__Task objective__
Every line below that mentions the word "lines" should be copied out.

__Entries provided__
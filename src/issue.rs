//! Issue body sectioning by fixed headings.
//!
//! Human-submitted issues carry named sections under fixed, case-sensitive
//! markdown headings. Matching is purely textual: a heading matches when a
//! line equals the heading string (modulo surrounding whitespace), first
//! occurrence wins. A missing heading yields an empty section; whether that
//! is an error is the calling mode's decision.

pub const SPECIFICATION_HEADING: &str = "### Product Specification";
pub const PLAN_HEADING: &str = "### Technical Plan";
pub const CONSTITUTION_UPDATE_HEADING: &str = "### Proposed Constitution Update";

/// Specification/plan pair extracted from one issue body.
#[derive(Debug, Clone, PartialEq, Eq)]
pub struct IssueSections {
    /// Text between the specification heading and the plan heading (or end
    /// of text). Empty when the heading is absent.
    pub specification: String,
    /// Text after the plan heading, to end of text. Empty when absent.
    pub plan: String,
}

/// Split an issue body into its specification and plan sections.
pub fn split_spec_and_plan(body: &str) -> IssueSections {
    IssueSections {
        specification: section_between(body, SPECIFICATION_HEADING, Some(PLAN_HEADING)),
        plan: section_between(body, PLAN_HEADING, None),
    }
}

/// Capture the lines after the first occurrence of `heading`, stopping
/// before `until` (when given) or end of text. Trimmed; empty when the
/// heading is absent.
pub fn section_between(body: &str, heading: &str, until: Option<&str>) -> String {
    let mut lines = body.lines().skip_while(|line| line.trim() != heading);
    if lines.next().is_none() {
        return String::new();
    }
    let captured: Vec<&str> = match until {
        Some(stop) => lines.take_while(|line| line.trim() != stop).collect(),
        None => lines.collect(),
    };
    captured.join("\n").trim().to_string()
}
//! End-to-end tests for the three engine modes against a temp workspace.
//!
//! The session dispatcher and governance publisher are scripted fakes; the
//! backlog tracker is a real subprocess replaying prepared output, so the
//! subprocess path is exercised without a `bd` install.

use prodmill_engine::config::Mode;
use prodmill_engine::engine::{EngineOutcome, run_engine};
use prodmill_engine::error::EngineError;
use prodmill_engine::governance::{LocalAgentPublisher, RemoteDispatchPublisher};
use prodmill_engine::prompt::PromptEngine;
use prodmill_engine::test_support::{
    FailingPublisher, RecordingDispatcher, RecordingPublisher, TestWorkspace, missing_dir,
};

const PLAN: &str = "## Setup <!-- bead:pm-1 -->\nWire the pipeline.\n## Deploy <!-- bead:pm-2 -->\nShip it.\n";
const CONSTITUTION: &str = "Beads are closed only after review.\n";

fn ready_line() -> String {
    "{\"id\":\"pm-1\",\"title\":\"Setup\",\"priority\":1}\n".to_string()
}

#[test]
fn advance_dispatches_first_ready_task_with_context() {
    let ws = TestWorkspace::new().expect("workspace");
    ws.write_plan(PLAN).expect("plan");
    ws.write_constitution(CONSTITUTION).expect("constitution");
    ws.write_tracker_output(&(ready_line() + "{\"id\":\"pm-2\"}\n"))
        .expect("tracker");

    let dispatcher = RecordingDispatcher::with_session_name("sessions/abc");
    let publisher = RecordingPublisher::default();
    let outcome = run_engine(
        &ws.engine_config(Mode::AdvanceNextTask),
        &ws.file_config(),
        &dispatcher,
        &publisher,
    )
    .expect("run");

    assert_eq!(
        outcome,
        EngineOutcome::TaskDispatched {
            task_id: "pm-1".to_string(),
            session: Some("sessions/abc".to_string()),
        }
    );

    let requests = dispatcher.requests();
    assert_eq!(requests.len(), 1);
    let request = &requests[0];
    assert_eq!(request.title, "Advance Setup");
    assert_eq!(request.source_context.source, "sources/github/acme/widgets");
    assert_eq!(request.source_context.github_repo_context.starting_branch, "main");
    // Only the first ready task's section; the raw record and constitution
    // ride along verbatim.
    assert!(request.prompt.contains("Wire the pipeline."));
    assert!(!request.prompt.contains("Ship it."));
    assert!(request.prompt.contains("\"id\": \"pm-1\""));
    assert!(request.prompt.contains("\"priority\": 1"));
    assert!(request.prompt.contains("Beads are closed only after review."));
    assert!(request.prompt.contains("bd close pm-1"));
}

#[test]
fn advance_with_empty_backlog_dispatches_nothing() {
    let ws = TestWorkspace::new().expect("workspace");
    ws.write_plan(PLAN).expect("plan");
    ws.write_constitution(CONSTITUTION).expect("constitution");
    ws.write_tracker_output("").expect("tracker");

    let dispatcher = RecordingDispatcher::default();
    let outcome = run_engine(
        &ws.engine_config(Mode::AdvanceNextTask),
        &ws.file_config(),
        &dispatcher,
        &RecordingPublisher::default(),
    )
    .expect("run");

    assert_eq!(outcome, EngineOutcome::NoReadyWork);
    assert!(dispatcher.requests().is_empty());
}

#[test]
fn advance_fails_on_malformed_tracker_line_before_any_dispatch() {
    let ws = TestWorkspace::new().expect("workspace");
    ws.write_plan(PLAN).expect("plan");
    ws.write_constitution(CONSTITUTION).expect("constitution");
    ws.write_tracker_output("{\"id\":\"pm-1\"}\nnot json at all\n")
        .expect("tracker");

    let dispatcher = RecordingDispatcher::default();
    let err = run_engine(
        &ws.engine_config(Mode::AdvanceNextTask),
        &ws.file_config(),
        &dispatcher,
        &RecordingPublisher::default(),
    )
    .expect_err("bad tracker output");

    assert!(matches!(err, EngineError::BacklogParse(_)));
    assert!(dispatcher.requests().is_empty());
}

#[test]
fn advance_surfaces_tracker_diagnostics_on_failure() {
    let ws = TestWorkspace::new().expect("workspace");
    ws.write_plan(PLAN).expect("plan");
    ws.write_constitution(CONSTITUTION).expect("constitution");

    let err = run_engine(
        &ws.engine_config(Mode::AdvanceNextTask),
        &ws.file_config_with_failing_tracker(),
        &RecordingDispatcher::default(),
        &RecordingPublisher::default(),
    )
    .expect_err("tracker exits nonzero");

    assert!(matches!(err, EngineError::BacklogUnavailable(_)));
    assert!(err.to_string().contains("db locked"));
}

#[test]
fn advance_requires_workspace_structure() {
    let ws = TestWorkspace::new().expect("workspace");
    let mut cfg = ws.engine_config(Mode::AdvanceNextTask);
    cfg.workspace = missing_dir();

    let err = run_engine(
        &cfg,
        &ws.file_config(),
        &RecordingDispatcher::default(),
        &RecordingPublisher::default(),
    )
    .expect_err("no .spec-kit or .beads");

    assert!(matches!(err, EngineError::MissingWorkspaceStructure(_)));
}

#[test]
fn advance_fails_when_plan_has_no_section_for_the_task() {
    let ws = TestWorkspace::new().expect("workspace");
    ws.write_plan("## Deploy <!-- bead:pm-2 -->\nShip it.\n").expect("plan");
    ws.write_constitution(CONSTITUTION).expect("constitution");
    ws.write_tracker_output(&ready_line()).expect("tracker");

    let err = run_engine(
        &ws.engine_config(Mode::AdvanceNextTask),
        &ws.file_config(),
        &RecordingDispatcher::default(),
        &RecordingPublisher::default(),
    )
    .expect_err("no matching bead marker");

    assert!(matches!(
        err,
        EngineError::PlanSectionNotFound { ref task_id } if task_id == "pm-1"
    ));
}

#[test]
fn advance_reports_disabled_instead_of_working() {
    let ws = TestWorkspace::new().expect("workspace");
    ws.write_tracker_output(&ready_line()).expect("tracker");
    let mut file_cfg = ws.file_config();
    file_cfg.advance_enabled = false;

    let dispatcher = RecordingDispatcher::default();
    let outcome = run_engine(
        &ws.engine_config(Mode::AdvanceNextTask),
        &file_cfg,
        &dispatcher,
        &RecordingPublisher::default(),
    )
    .expect("run");

    assert_eq!(outcome, EngineOutcome::ModeDisabled);
    assert!(dispatcher.requests().is_empty());
}

#[test]
fn advance_surfaces_remote_dispatch_failure() {
    let ws = TestWorkspace::new().expect("workspace");
    ws.write_plan(PLAN).expect("plan");
    ws.write_constitution(CONSTITUTION).expect("constitution");
    ws.write_tracker_output(&ready_line()).expect("tracker");

    let dispatcher = RecordingDispatcher::default();
    dispatcher.fail_with(Some(500), "internal error");

    let err = run_engine(
        &ws.engine_config(Mode::AdvanceNextTask),
        &ws.file_config(),
        &dispatcher,
        &RecordingPublisher::default(),
    )
    .expect_err("dispatch failed");

    match err {
        EngineError::RemoteDispatch { status, .. } => assert_eq!(status, Some(500)),
        other => panic!("unexpected error: {other}"),
    }
}

#[test]
fn create_spec_dispatches_formalization_prompt() {
    let ws = TestWorkspace::new().expect("workspace");
    let mut cfg = ws.engine_config(Mode::CreateSpecification);
    cfg.issue_body = Some(
        "### Product Specification\nBuild a widget.\n### Technical Plan\nUse gears.".to_string(),
    );

    let dispatcher = RecordingDispatcher::default();
    let outcome = run_engine(
        &cfg,
        &ws.file_config(),
        &dispatcher,
        &RecordingPublisher::default(),
    )
    .expect("run");

    assert_eq!(outcome, EngineOutcome::Dispatched { session: None });
    let requests = dispatcher.requests();
    assert_eq!(requests.len(), 1);
    assert_eq!(requests[0].title, "Create specification from issue");
    assert!(requests[0].prompt.contains("Build a widget."));
    assert!(requests[0].prompt.contains("Use gears."));
    assert!(requests[0].prompt.contains("dependency-ordered"));
}

#[test]
fn create_spec_without_plan_asks_for_proposal_only() {
    let ws = TestWorkspace::new().expect("workspace");
    let mut cfg = ws.engine_config(Mode::CreateSpecification);
    cfg.issue_body = Some("### Product Specification\nBuild a widget.".to_string());

    let dispatcher = RecordingDispatcher::default();
    run_engine(
        &cfg,
        &ws.file_config(),
        &dispatcher,
        &RecordingPublisher::default(),
    )
    .expect("run");

    let requests = dispatcher.requests();
    assert!(requests[0].prompt.contains("human review"));
    assert!(!requests[0].prompt.contains("dependency-ordered"));
}

#[test]
fn update_governance_remote_dispatches_update_prompt() {
    let ws = TestWorkspace::new().expect("workspace");
    let mut cfg = ws.engine_config(Mode::UpdateGovernance);
    cfg.issue_body =
        Some("### Proposed Constitution Update\nAll beads get reviews.".to_string());

    let dispatcher = RecordingDispatcher::with_session_name("sessions/gov");
    let prompts = PromptEngine::new();
    let publisher =
        RemoteDispatchPublisher::new(&dispatcher, &prompts, Some("acme/widgets"), "main");

    let outcome = run_engine(&cfg, &ws.file_config(), &dispatcher, &publisher).expect("run");

    assert_eq!(
        outcome,
        EngineOutcome::Dispatched {
            session: Some("sessions/gov".to_string())
        }
    );
    let requests = dispatcher.requests();
    assert_eq!(requests.len(), 1);
    assert_eq!(requests[0].title, "Constitution update");
    assert!(requests[0].prompt.contains("All beads get reviews."));
}

#[test]
fn update_governance_local_runs_the_agent() {
    let ws = TestWorkspace::new().expect("workspace");
    let mut cfg = ws.engine_config(Mode::UpdateGovernance);
    cfg.issue_body =
        Some("### Proposed Constitution Update\nAll beads get reviews.".to_string());

    let out_path = ws.path().join("captured.txt");
    let mut file_cfg = ws.file_config();
    file_cfg.agent.command = vec![
        "sh".to_string(),
        "-c".to_string(),
        format!("printf '%s' \"$0\" > {}", out_path.display()),
    ];

    let publisher = LocalAgentPublisher::new(
        file_cfg.agent.clone(),
        cfg.agent_api_key.clone(),
        cfg.workspace.clone(),
    );
    let outcome = run_engine(
        &cfg,
        &file_cfg,
        &RecordingDispatcher::default(),
        &publisher,
    )
    .expect("run");

    assert_eq!(outcome, EngineOutcome::GovernanceApplied);
    assert_eq!(
        std::fs::read_to_string(out_path).expect("read"),
        "All beads get reviews."
    );
}

#[test]
fn update_governance_surfaces_local_agent_failure() {
    let ws = TestWorkspace::new().expect("workspace");
    let mut cfg = ws.engine_config(Mode::UpdateGovernance);
    cfg.issue_body = Some("### Proposed Constitution Update\nText.".to_string());

    let err = run_engine(
        &cfg,
        &ws.file_config(),
        &RecordingDispatcher::default(),
        &FailingPublisher,
    )
    .expect_err("publisher fails");

    assert!(matches!(err, EngineError::LocalAgent(_)));
}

__Output for this task__
/// Capture the lines after the first occurrence of `heading`, stopping
    let mut lines = body.lines().skip_while(|line| line.trim() != heading);
    if lines.next().is_none() {
        Some(stop) => lines.take_while(|line| line.trim() != stop).collect(),
        None => lines.collect(),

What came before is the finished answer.